To become a bilingual university and support the government’s policy – Bilingual Nation by 2030, National Sun Yat-sen University (NSYSU) is currently implementing a comprehensive decade-long project, aiming at having all graduate courses taught in English and all undergraduate programs offering courses with English as Medium of Instruction (EMI). The University is now carrying out measures to equip teachers with the necessary capabilities to reach this goal and one of the most important strategic initiatives is the NSYSU EMI Teaching Community, recently established by the Teaching and Learning Development and Resources Center. By providing assistance and mutual support, the Community, coordinated by Professor Virginia Shen of Si Wan College, boosts confidence in faculty members and helps them advance their professional development.

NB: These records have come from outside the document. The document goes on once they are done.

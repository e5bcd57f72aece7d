//! Synchronous fan-out.

use std::sync::atomic::{AtomicBool, AtomicUsize, Ordering};
use std::sync::{Arc, Mutex};

use aemitter_core::{json, Emitter, EmitterError, Evented, Listener};

use super::support::Calls;

#[test]
fn test_publish_calls_listeners_in_order_per_publish() {
    let emitter = Emitter::new();
    let calls = Calls::new();

    emitter.subscribe("foo", calls.recorder("one"));
    emitter.subscribe("foo", calls.recorder("two"));

    emitter.publish("foo", &[json!(1)]).unwrap();
    emitter.publish("bar", &[json!(1)]).unwrap();
    emitter.publish("foo", &[json!(2)]).unwrap();

    assert_eq!(calls.take(), vec!["one:1", "two:1", "one:2", "two:2"]);
}

#[test]
fn test_publish_without_listeners_is_ok() {
    let emitter = Emitter::new();
    assert!(emitter.publish("nothing", &[json!(null)]).is_ok());
}

#[test]
fn test_once_fires_a_single_time() {
    let emitter = Emitter::new();
    let calls = Calls::new();

    emitter.subscribe_once("foo", calls.recorder("one"));

    emitter.publish("foo", &[json!(1)]).unwrap();
    emitter.publish("foo", &[json!(2)]).unwrap();
    emitter.publish("foo", &[json!(3)]).unwrap();
    emitter.publish("bar", &[json!(1)]).unwrap();

    assert_eq!(calls.take(), vec!["one:1"]);
    assert!(!emitter.has_listeners("foo"));
}

#[test]
fn test_once_keeps_persistent_duplicate() {
    let emitter = Emitter::new();
    let calls = Calls::new();
    let one = calls.recorder("one");

    emitter.subscribe("foo", one.clone());
    emitter.subscribe_once("foo", one.clone());

    emitter.publish("foo", &[]).unwrap();
    emitter.publish("foo", &[]).unwrap();

    assert_eq!(calls.take(), vec!["one", "one", "one"]);
    assert_eq!(emitter.listeners("foo"), vec![one]);
}

#[test]
fn test_listener_receives_emitting_instance() {
    let emitter = Emitter::new();
    let seen = Arc::new(Mutex::new(None));

    let slot = Arc::clone(&seen);
    emitter.on("foo", move |call| {
        *slot.lock().unwrap() = Some(call.emitter.clone());
        assert_eq!(call.event, "foo");
        assert!(!call.is_waterfall());
        Ok(())
    });
    emitter.publish("foo", &[]).unwrap();

    let context = seen.lock().unwrap().take().expect("listener ran");
    assert!(context.same(&emitter));
}

#[test]
fn test_all_args_are_forwarded() {
    let emitter = Emitter::new();
    let seen = Arc::new(Mutex::new(Vec::new()));

    let slot = Arc::clone(&seen);
    emitter.on("foo", move |call| {
        slot.lock().unwrap().extend(call.args.iter().cloned());
        assert_eq!(call.arg(1), Some(&json!("two")));
        assert_eq!(call.arg(5), None);
        Ok(())
    });
    emitter
        .publish("foo", &[json!(1), json!("two"), json!({"three": 3})])
        .unwrap();

    assert_eq!(
        *seen.lock().unwrap(),
        vec![json!(1), json!("two"), json!({"three": 3})]
    );
}

#[test]
fn test_unsubscribe_during_publish_uses_snapshot() {
    let emitter = Emitter::new();
    let called = Arc::new(AtomicBool::new(false));

    let flag = Arc::clone(&called);
    let b = Listener::new(move |_| {
        flag.store(true, Ordering::SeqCst);
        Ok(())
    });

    let target = b.clone();
    emitter.on("tobi", move |call| {
        call.emitter.unsubscribe("tobi", &target);
        Ok(())
    });
    emitter.subscribe("tobi", b);

    emitter.publish("tobi", &[]).unwrap();
    assert!(called.swap(false, Ordering::SeqCst));

    emitter.publish("tobi", &[]).unwrap();
    assert!(!called.load(Ordering::SeqCst));
}

#[test]
fn test_subscribe_during_publish_waits_for_next_publish() {
    let emitter = Emitter::new();
    let calls = Calls::new();

    let log = calls.clone();
    emitter.once("foo", move |call| {
        log.push("first");
        call.emitter.subscribe("foo", log.recorder("late"));
        Ok(())
    });

    emitter.publish("foo", &[]).unwrap();
    assert_eq!(calls.take(), vec!["first"]);

    emitter.publish("foo", &[]).unwrap();
    assert_eq!(calls.take(), vec!["late"]);
}

#[test]
fn test_nested_publish_runs_to_completion_first() {
    let emitter = Emitter::new();
    let calls = Calls::new();

    let log = calls.clone();
    emitter.on("outer", move |call| {
        log.push("outer:start");
        call.emitter.publish("inner", &[])?;
        log.push("outer:end");
        Ok(())
    });
    emitter.subscribe("outer", calls.recorder("outer:second"));
    emitter.subscribe("inner", calls.recorder("inner"));

    emitter.publish("outer", &[]).unwrap();

    assert_eq!(
        calls.take(),
        vec!["outer:start", "inner", "outer:end", "outer:second"]
    );
}

#[test]
fn test_listener_error_stops_fan_out_and_propagates() {
    let emitter = Emitter::new();
    let calls = Calls::new();

    emitter.subscribe("foo", calls.recorder("one"));
    emitter.on("foo", |_| anyhow::bail!("boom"));
    emitter.subscribe("foo", calls.recorder("three"));

    let err = emitter.publish("foo", &[]).unwrap_err();

    match &err {
        EmitterError::Listener { event, index, source } => {
            assert_eq!(event, "foo");
            assert_eq!(*index, 1);
            assert_eq!(source.to_string(), "boom");
        }
        other => panic!("unexpected error: {other}"),
    }
    assert_eq!(calls.take(), vec!["one"]);
}

#[test]
fn test_once_is_removed_even_when_it_fails() {
    let emitter = Emitter::new();
    let runs = Arc::new(AtomicUsize::new(0));

    let counter = Arc::clone(&runs);
    emitter.once("foo", move |_| {
        counter.fetch_add(1, Ordering::SeqCst);
        anyhow::bail!("first run fails")
    });

    assert!(emitter.publish("foo", &[]).is_err());
    assert!(emitter.publish("foo", &[]).is_ok());
    assert_eq!(runs.load(Ordering::SeqCst), 1);
}

#[test]
#[should_panic(expected = "listener panicked")]
fn test_listener_panic_propagates() {
    let emitter = Emitter::new();
    emitter.on("foo", |_| panic!("listener panicked"));
    let _ = emitter.publish("foo", &[]);
}

#[test]
fn test_once_publishing_itself_runs_once() {
    let emitter = Emitter::new();
    let runs = Arc::new(AtomicUsize::new(0));

    let counter = Arc::clone(&runs);
    emitter.once("again", move |call| {
        counter.fetch_add(1, Ordering::SeqCst);
        call.emitter.publish("again", &[])?;
        Ok(())
    });

    emitter.publish("again", &[]).unwrap();
    assert_eq!(runs.load(Ordering::SeqCst), 1);
}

The EMI Teaching Community plans to arrange four events per semester in the form of instructional training, seminars, workshops, peer micro-teaching feedback sessions or integration of research in practice. It has already organized two sessions, in March and April. During the first session, the attendees discussed concerns in groups regarding EMI teaching to help each other develop EMI lesson preparation skills and build classroom rapport.
Attendees’ discussions explored the possible challenges and teaching anxiety in an EMI environment. One of the concerns mentioned was student apathy – the result of increased difficulty of learning in a foreign language. Through discussion and group ideation, the attendees came up with a possible solution – segmenting classes into 3 sections: a review of the previous lecture, new content, and a concise summary to solidify students’ knowledge and boost their confidence. Another concern mentioned was students’ minimal reception. The attending faculty members suggested stimulating students’ enthusiasm with games and quizzes related to the course content.
To overcome teaching anxiety, Professor Shen recommended preparing teaching materials in English and drafting lesson plans in advance in accordance with the syllabus. She encouraged junior faculty members to seek support and mentorship from the EMI Teaching Community, which members brainstorm solutions and provide mutual assistance.
The in-person component often makes the lion’s share of the challenge in building classroom rapport in EMI teaching and requires more finesse to create a positive learning environment. The attendees came up with two strategies: adopting effective classroom management and building positive relations with students. They suggested that to effectively manage a classroom, ground rules should be explicitly laid out during the first class of each semester to standardize behavior and build consistency, assignments should have a clear format and guidelines, and examples should be provided.
To build positive relations with students, they recommended maintaining eye contact during lectures to keep students attentive and encourage them to follow along and understand the content. If an active participant gives an incorrect answer, it is better to guide and reveal the correct answers in a positive way instead of pointing out the mistake publicly not to discourage other students from participating. When students ask for academic advice, it is important to provide concrete guidance while praising their strengths and encouraging additional learning for growth opportunities.
NSYSU’s EMI Teaching Community will pave the way to the University’s 10-year EMI education project by addressing the challenges that teachers and students may face in EMI classrooms. The Teaching and Learning Development and Resources Centre is working on the NSYSU EMI Teaching Community website and Line group for interactive discussion. Through the efforts of its faculty and the determination of its students, NSYSU aims at becoming a model bilingual university in Taiwan.